While she sits quietly, waiting, you notice there’s a lot of traffic outside those diner windows. Construction equipment, cars–a lot of things happening. But you don’t hear much. Excellent soundproofing perhaps. At some point, while watching all this commotion, you realize that she can’t. Her character is blind. You start to get an inkling of what she misses, what David will miss if he’s blind. Not a spectacular sunset, not a great work of art, but the view of traffic outside a diner. Every day entertaining crap.

A pause.

Then we hear someone moving toward the table–is it David? Has he blinded himself and is stumbling back? Has he not blinded himself and is skulking back, guilty? What would he say in either case?!
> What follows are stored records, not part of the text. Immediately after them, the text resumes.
//! Event dispatch.
//!
//! The state machine publishes [`SessionEvent`]s on an [`EventBus`]; external
//! collaborators (renderers, audit logs, metrics) subscribe without the
//! machine knowing about them.

mod bus;
mod types;

pub use bus::{EventBus, EventHandler, HandlerFailure, PublishReport, SubscriptionToken};
pub use types::{EventKind, Party, SessionEvent};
But no. It’s just the waitress who comes to fill up her water.

Another pause.

Then, outside the window, we catch a glimpse of someone walking into the left side of the screen–is it David? For split second you wonder, is he escaping? Is he leaving her? What would happen to her if he left her, what would happen to his psyche? What wou–

Oh, it’s just a random couple walking past.
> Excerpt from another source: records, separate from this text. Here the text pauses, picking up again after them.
use serde::Deserialize;
use std::collections::BTreeSet;
use std::path::PathBuf;

use super::{ClientConfig, ConfigError};

/// Complete YAML configuration structure
///
/// All fields are optional to allow partial configuration. Values present in
/// the file override environment variables.
///
/// # Example YAML structure
/// ```yaml
/// client:
///   endpoint_url: "wss://voice.example.com/v1/session"
///   auth_token: "your-token"
///
/// session:
///   max_reconnect_attempts: 5
///   backoff_base_ms: 500
///   backoff_cap_ms: 30000
///   backoff_jitter: false
///   ping_interval_ms: 5000
///   queue_max: 32
///   supported_handshake_versions: [1]
///   handshake_version: 1
///   handshake_model: 0
///   connect_timeout_ms: 10000
/// ```
#[derive(Debug, Clone, Deserialize, Default)]
#[serde(default)]
pub struct YamlConfig {
    pub client: Option<ClientYaml>,
    pub session: Option<SessionYaml>,
}

/// Connection target and credentials from YAML
#[derive(Debug, Clone, Deserialize, Default)]
#[serde(default)]
pub struct ClientYaml {
    pub endpoint_url: Option<String>,
    pub auth_token: Option<String>,
}

/// Session tunables from YAML
#[derive(Debug, Clone, Deserialize, Default)]
#[serde(default)]
pub struct SessionYaml {
    pub max_reconnect_attempts: Option<u32>,
    pub backoff_base_ms: Option<u64>,
    pub backoff_cap_ms: Option<u64>,
    pub backoff_jitter: Option<bool>,
    pub ping_interval_ms: Option<u64>,
    pub queue_max: Option<usize>,
    pub supported_handshake_versions: Option<BTreeSet<u8>>,
    pub handshake_version: Option<u8>,
    pub handshake_model: Option<u8>,
    pub connect_timeout_ms: Option<u64>,
}

impl YamlConfig {
    pub fn from_file(path: &PathBuf) -> Result<Self, ConfigError> {
        let contents = std::fs::read_to_string(path).map_err(|source| ConfigError::Read {
            path: path.display().to_string(),
            source,
        })?;

        let config: YamlConfig = serde_yaml::from_str(&contents)?;

        Ok(config)
    }

    /// Overlay every value present in the file onto `config`.
    pub fn apply_to(self, config: &mut ClientConfig) {
        if let Some(client) = self.client {
            if client.endpoint_url.is_some() {
                config.endpoint_url = client.endpoint_url;
            }
            if client.auth_token.is_some() {
                config.auth_token = client.auth_token;
            }
        }

        let Some(session) = self.session else {
            return;
        };
        let target = &mut config.session;

        if let Some(v) = session.max_reconnect_attempts {
            target.max_reconnect_attempts = v;
        }
        if let Some(v) = session.backoff_base_ms {
            target.backoff_base_ms = v;
        }
        if let Some(v) = session.backoff_cap_ms {
            target.backoff_cap_ms = v;
        }
        if let Some(v) = session.backoff_jitter {
            target.backoff_jitter = v;
        }
        if let Some(v) = session.ping_interval_ms {
            target.ping_interval_ms = v;
        }
        if let Some(v) = session.queue_max {
            target.queue_max = v;
        }
        if let Some(v) = session.supported_handshake_versions {
            target.supported_handshake_versions = v;
        }
        if let Some(v) = session.handshake_version {
            target.handshake_version = Some(v);
        }
        if let Some(v) = session.handshake_model {
            target.handshake_model = v;
        }
        if let Some(v) = session.connect_timeout_ms {
            target.connect_timeout_ms = v;
        }
    }
}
Then another pause as Rachel Weisz breathlessly waits.

Then it’s over.
Cue credits.

None of your questions are answered. But the power of the final shot is that it gives you space and motivation to wonder about those questions–to ask them in the first place and ponder what the different answers would mean. If David blinds himself is he conforming to the society he tried to escape? If he doesn’t, is he somehow betraying Rachel Weisz? Does she want him to blind himself? How in the hell would they make it into the City without either of their sight?

By holding that one final master shot for so long, and putting those little suggestive tweaks in there, Lanthimos takes you to places where an explicit answer would not. The ending doesn’t rule out any possibilities but, rather, it allows them to develop.

Whereas Fuller’s ending on PICKUP just sort of dumps you off on the curb and says, “Dust yourself off, kid, and get outtta here,” the ending to THE LOBSTER reinforces the themes of the film. It’s gutsy and lifts the rest of the film.

So there. This is the ending to this article.